= Gary Dockery =

American coma patient

Gary French Dockery (October 15, 1953 – April 15, 1997) was an American police officer in Walden, Tennessee. After being critically injured in 1988, he spent seven and a half years in a coma-like state. In 1996, he emerged from the coma and started talking enthusiastically, recognizing friends and recalling events from past years. He then fell back into a coma and died a year later.

==Biography==
On September 17, 1988, Dockery was shot in the forehead by a drunken assailant as he responded to a domestic disturbance call. His shooter, Samuel Frank Downey, then aged 68, had made the call falsely reporting a disturbance and then shot Dockery at point blank range. He later told police that he had wanted revenge against the police for reprimanding him about noise following a noise complaint from his neighbors. Downey was sentenced to 37 years in prison. Dockery slipped into what doctors called a persistent vegetative state, unable to communicate except with occasional eye blinks and groans, indicating that part of his brain was still working. Although he could respond, he was not conscious.

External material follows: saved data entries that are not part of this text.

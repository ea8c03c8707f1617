//! Slack Web API client.
//!
//! [`ChatPoster`] is the narrow outgoing surface the rest of pwnyaa talks to;
//! [`SlackWebClient`] implements it with `chat.postMessage` and `reactions.add`.

use std::time::Duration;

use async_trait::async_trait;
use tracing::debug;

use crate::config::SlackConfig;
use crate::error::{SlackApiError, SlackError, SlackResult};
use crate::messages::SlackMessageContent;

/// Outgoing chat operations.
#[async_trait]
pub trait ChatPoster: Send + Sync {
    /// Post a message to a channel, returning the new message's `ts`.
    async fn post_message(&self, channel: &str, content: SlackMessageContent)
    -> SlackResult<String>;

    /// Add an emoji reaction to a message.
    async fn add_reaction(&self, channel: &str, ts: &str, emoji: &str) -> SlackResult<()>;
}

/// Web API client authenticated with the bot token.
#[derive(Clone)]
pub struct SlackWebClient {
    client: reqwest::Client,
    config: SlackConfig,
}

impl SlackWebClient {
    /// Create a new Web API client.
    pub fn new(config: SlackConfig) -> SlackResult<Self> {
        let client = reqwest::Client::builder()
            .timeout(Duration::from_secs(30))
            .build()
            .map_err(|e| SlackError::Internal(format!("Failed to create HTTP client: {}", e)))?;

        Ok(Self { client, config })
    }

    /// Access the configuration this client was built with.
    pub fn config(&self) -> &SlackConfig {
        &self.config
    }

    /// Make an API call authenticated with the bot token.
    pub async fn api_call(
        &self,
        method: &str,
        payload: &serde_json::Value,
    ) -> SlackResult<serde_json::Value> {
        self.call_with_token(method, payload, self.config.bot_token())
            .await
    }

    /// Make an API call authenticated with the given token and check `ok`.
    pub(crate) async fn call_with_token(
        &self,
        method: &str,
        payload: &serde_json::Value,
        token: &str,
    ) -> SlackResult<serde_json::Value> {
        let url = format!("{}/{}", self.config.api_base_url(), method);

        let response = self
            .client
            .post(&url)
            .header("Authorization", format!("Bearer {}", token))
            .header("Content-Type", "application/json; charset=utf-8")
            .json(payload)
            .send()
            .await?;

        if response.status() == 429 {
            let retry_after = response
                .headers()
                .get("Retry-After")
                .and_then(|v| v.to_str().ok())
                .and_then(|s| s.parse().ok())
                .unwrap_or(30);
            return Err(SlackError::RateLimited {
                retry_after_secs: retry_after,
            });
        }

        if !response.status().is_success() {
            let status = response.status();
            let body = response.text().await.unwrap_or_default();
            return Err(SlackError::Api(format!("{}: {}", status, body)));
        }

        let json: serde_json::Value = response.json().await?;
        if json.get("ok").and_then(|v| v.as_bool()) != Some(true) {
            return Err(SlackApiError::from_response(&json).into());
        }

        debug!(method, "Slack API call succeeded");
        Ok(json)
    }
}

#[async_trait]
impl ChatPoster for SlackWebClient {
    async fn post_message(
        &self,
        channel: &str,
        content: SlackMessageContent,
    ) -> SlackResult<String> {
        let response = self
            .api_call("chat.postMessage", &content.to_payload(channel))
            .await?;

        response
            .get("ts")
            .and_then(|ts| ts.as_str())
            .map(|s| s.to_string())
            .ok_or_else(|| SlackError::Api("Missing ts in response".to_string()))
    }

    async fn add_reaction(&self, channel: &str, ts: &str, emoji: &str) -> SlackResult<()> {
        let payload = serde_json::json!({
            "channel": channel,
            "timestamp": ts,
            "name": emoji.trim_matches(':'),
        });

        match self.api_call("reactions.add", &payload).await {
            Ok(_) => Ok(()),
            Err(SlackError::Api(code)) if code == "already_reacted" => Ok(()),
            Err(e) => Err(e),
        }
    }
}
//! Daily digest, weekly ranking, and achievement thresholds.
//!
//! Everything here except [`collect_progress`] is pure and works on one
//! snapshot of fetched profiles.

use chrono::{DateTime, Duration, Utc};
use pwnyaa_sites::{Profile, SolvedInfo};
use pwnyaa_storage::{Contest, State, User};
use tracing::{debug, warn};

use crate::registry::SiteRegistry;

/// Window of the daily digest.
pub fn daily_window() -> Duration {
    Duration::days(1)
}

/// Window of the weekly ranking.
pub fn weekly_window() -> Duration {
    Duration::days(7)
}

/// A linked member together with their freshly fetched profile.
#[derive(Debug, Clone)]
pub struct MemberProgress {
    pub contest: Contest,
    pub user: User,
    pub profile: Profile,
}

#[derive(Debug, Clone, PartialEq, Eq)]
pub struct DailyEntry {
    pub slack_id: String,
    pub contest_title: String,
    pub solved: Vec<SolvedInfo>,
}

#[derive(Debug, Clone, PartialEq, Eq)]
pub struct RankEntry {
    pub slack_id: String,
    pub contest_title: String,
    pub solved: usize,
}

/// Fetch the profile of every linked member of every contest.
///
/// Members whose profile cannot be fetched are left out.
pub async fn collect_progress(state: &State, sites: &SiteRegistry) -> Vec<MemberProgress> {
    let mut progress = Vec::new();

    for contest in &state.contests {
        let Some(site) = sites.for_contest(contest) else {
            debug!(contest = %contest.title, "No site for contest");
            continue;
        };

        for user in contest.joining_users.iter().filter(|u| u.is_linked()) {
            match site.fetch_profile(&user.id_ctf).await {
                Some(profile) => progress.push(MemberProgress {
                    contest: contest.clone(),
                    user: user.clone(),
                    profile,
                }),
                None => warn!(
                    contest = %contest.title,
                    user = %user.id_ctf,
                    "Profile unavailable, leaving member out"
                ),
            }
        }
    }

    progress
}

/// Members who solved at least one challenge in the last day.
pub fn daily_entries(progress: &[MemberProgress], now: DateTime<Utc>) -> Vec<DailyEntry> {
    progress
        .iter()
        .filter_map(|member| {
            let solved: Vec<SolvedInfo> = member
                .profile
                .solved_since(now, daily_window())
                .into_iter()
                .cloned()
                .collect();
            (!solved.is_empty()).then(|| DailyEntry {
                slack_id: member.user.slack_id.clone(),
                contest_title: member.contest.title.clone(),
                solved,
            })
        })
        .collect()
}

/// Members ranked by solves in the last week, most first.
pub fn weekly_ranking(progress: &[MemberProgress], now: DateTime<Utc>) -> Vec<RankEntry> {
    rank(
        progress
            .iter()
            .map(|member| RankEntry {
                slack_id: member.user.slack_id.clone(),
                contest_title: member.contest.title.clone(),
                solved: member.profile.solved_since(now, weekly_window()).len(),
            })
            .collect(),
    )
}

/// Sort descending by solve count. Ties keep their input order.
pub fn rank(mut entries: Vec<RankEntry>) -> Vec<RankEntry> {
    entries.sort_by(|a, b| b.solved.cmp(&a.solved));
    entries
}

/// Achievements a member has reached in `contest` with `solved` solves.
pub fn achievements(contest: &Contest, solved: usize) -> Vec<String> {
    let total = contest.num_challs;
    if total == 0 {
        return Vec::new();
    }

    let alias = contest.short_name();
    let mut reached = Vec::new();
    if solved >= total {
        reached.push(format!("pwnyaa-{alias}-complete"));
    }
    if solved * 2 >= total {
        reached.push(format!("pwnyaa-{alias}-half"));
    }
    reached
}

#[cfg(test)]
mod tests {
    use super::*;
    use crate::testing::{profile, solves};
    use chrono::TimeZone;
    use pretty_assertions::assert_eq;

    fn contest(num_challs: usize) -> Contest {
        Contest {
            id: 0,
            url: "https://pwnable.tw".into(),
            title: "pwnable.tw".into(),
            alias: vec!["tw".into()],
            num_challs,
            joining_users: Vec::new(),
        }
    }

    fn member(slack_id: &str, solved: Vec<SolvedInfo>) -> MemberProgress {
        MemberProgress {
            contest: contest(10),
            user: User::new(slack_id, slack_id.to_lowercase()),
            profile: profile(slack_id, solved),
        }
    }

    fn now() -> DateTime<Utc> {
        Utc.with_ymd_and_hms(2024, 5, 12, 12, 0, 0).unwrap()
    }

    #[test]
    fn test_weekly_ranking_is_descending() {
        let now = now();
        let progress = vec![
            member("A", solves(3, now, 30)),
            member("B", solves(5, now, 2)),
            member("C", Vec::new()),
        ];

        let ranking = weekly_ranking(&progress, now);

        let order: Vec<(&str, usize)> = ranking
            .iter()
            .map(|e| (e.slack_id.as_str(), e.solved))
            .collect();
        assert_eq!(order, vec![("B", 5), ("A", 3), ("C", 0)]);
    }

    #[test]
    fn test_weekly_ranking_ignores_old_solves() {
        let now = now();
        let mut old = solves(4, now, 24 * 8);
        old.extend(solves(1, now, 1));
        let ranking = weekly_ranking(&[member("A", old)], now);
        assert_eq!(ranking[0].solved, 1);
    }

    #[test]
    fn test_rank_keeps_ties_in_input_order() {
        let entry = |id: &str, solved| RankEntry {
            slack_id: id.into(),
            contest_title: "pwnable.tw".into(),
            solved,
        };
        let ranked = rank(vec![entry("X", 2), entry("Y", 4), entry("Z", 2)]);
        let ids: Vec<&str> = ranked.iter().map(|e| e.slack_id.as_str()).collect();
        assert_eq!(ids, vec!["Y", "X", "Z"]);
    }

    #[test]
    fn test_daily_entries_only_recent_solvers() {
        let now = now();
        let progress = vec![
            member("A", solves(2, now, 3)),
            member("B", solves(2, now, 30)),
        ];

        let entries = daily_entries(&progress, now);

        assert_eq!(entries.len(), 1);
        assert_eq!(entries[0].slack_id, "A");
        assert_eq!(entries[0].solved.len(), 2);
    }

    #[test]
    fn test_half_without_completion() {
        assert_eq!(achievements(&contest(10), 5), vec!["pwnyaa-tw-half".to_string()]);
    }

    #[test]
    fn test_completion_also_reaches_half() {
        assert_eq!(
            achievements(&contest(10), 10),
            vec!["pwnyaa-tw-complete".to_string(), "pwnyaa-tw-half".to_string()]
        );
    }

    #[test]
    fn test_thresholds_below_half_and_empty_contest() {
        assert!(achievements(&contest(10), 4).is_empty());
        assert_eq!(achievements(&contest(7), 4), vec!["pwnyaa-tw-half".to_string()]);
        assert!(achievements(&contest(7), 3).is_empty());
        assert!(achievements(&contest(0), 0).is_empty());
    }
}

On Monday, February 12, 1996, Dockery stirred and started talking, recognizing old friends, recalling the names of his horses, and recalling camping trips. He spoke less on Tuesday, and not at all the following day.

Four days after he began talking, Dockery underwent lung surgery due to a life-threatening infection. On April 15, 1997, he died at the age of 43 from a blood clot in his lung. Dockery was transported from his nursing home to Erlanger Hospital in Chattanooga, Tennessee, where he was pronounced dead at 9:52 a.m.